Lo que suena menos razonable es que el sistema minimice de hecho otras enfremedades igualmente peligrosas y que no haya campañas de información masivas y adecuadas para advertir sobre lo que en algún momento fue una enfermedad tropical y de la pobreza, según clasificaba la propia Organización Mundial de la Salud hasta hace pocos años. Cambió.
“¿Dónde te metiste que tenés dengue?”. Me harté de responder esta pregunta, indicio de la ignorancia sobre un fenómeno de salud pública que debería preocuparnos a todos, en particular a los responsables de diseñar estrategias de prevención y combate. Estuve en mi casa. En la zona palermizada de Almagro y no tengo ningún cacharro con agua.

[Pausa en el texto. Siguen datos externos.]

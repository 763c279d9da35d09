use crossterm::event::KeyCode;
use rand::Rng;

// ============================================================================
// Configuration
// ============================================================================

pub const DEFAULT_ROWS: i16 = 10;
pub const DEFAULT_ROUND_SECS: u32 = 30;
pub const POWER_UP_SPAWN_SECS: u64 = 5;
pub const START_SCORE: u32 = 1;

#[derive(Clone, Copy, Debug)]
pub struct GameConfig {
    pub rows: i16,
    pub round_secs: u32,
}

impl Default for GameConfig {
    fn default() -> Self {
        Self {
            rows: DEFAULT_ROWS,
            round_secs: DEFAULT_ROUND_SECS,
        }
    }
}

// ============================================================================
// Types
// ============================================================================

#[derive(Clone, Copy, PartialEq, Eq, Debug)]
pub struct Coordinates {
    pub x: i16,
    pub y: i16,
}

impl Coordinates {
    pub const fn new(x: i16, y: i16) -> Self {
        Self { x, y }
    }
}

#[derive(Clone, Copy, PartialEq, Eq, Hash, Debug)]
pub struct PlayerId(pub usize);

#[derive(Clone, Copy, PartialEq, Eq, Debug)]
pub enum Direction {
    Up,
    Down,
    Left,
    Right,
}

impl Direction {
    fn delta(self) -> (i16, i16) {
        match self {
            Direction::Up => (-1, 0),
            Direction::Down => (1, 0),
            Direction::Left => (0, -1),
            Direction::Right => (0, 1),
        }
    }
}

/// Key codes a player answers to. Any other key is ignored by that player.
#[derive(Clone, Copy, PartialEq, Eq, Debug)]
pub struct KeyBindings {
    pub up: KeyCode,
    pub down: KeyCode,
    pub left: KeyCode,
    pub right: KeyCode,
}

impl KeyBindings {
    pub fn arrows() -> Self {
        Self {
            up: KeyCode::Up,
            down: KeyCode::Down,
            left: KeyCode::Left,
            right: KeyCode::Right,
        }
    }

    pub fn wasd() -> Self {
        Self {
            up: KeyCode::Char('w'),
            down: KeyCode::Char('s'),
            left: KeyCode::Char('a'),
            right: KeyCode::Char('d'),
        }
    }

    pub fn direction_for(&self, key: KeyCode) -> Option<Direction> {
        if key == self.up {
            Some(Direction::Up)
        } else if key == self.down {
            Some(Direction::Down)
        } else if key == self.left {
            Some(Direction::Left)
        } else if key == self.right {
            Some(Direction::Right)
        } else {
            None
        }
    }
}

El insecto que transmite esta otra infección viral es huésped del Area Metropolitana y del interior. Una de las dos entrañables amigas cordobesas que también vivieron la experiencia de esta enfermedad me advirtió que un resabio inmediato (más allá del hepático o cardíaco), es una tristeza profunda y duradera.
Cómo podría ser de otra manera, transitando un mal tan dañino en la orfandad de una pandemia por covid19. Casi que tenerlo, “garpa”. Si no, una especie de abismo.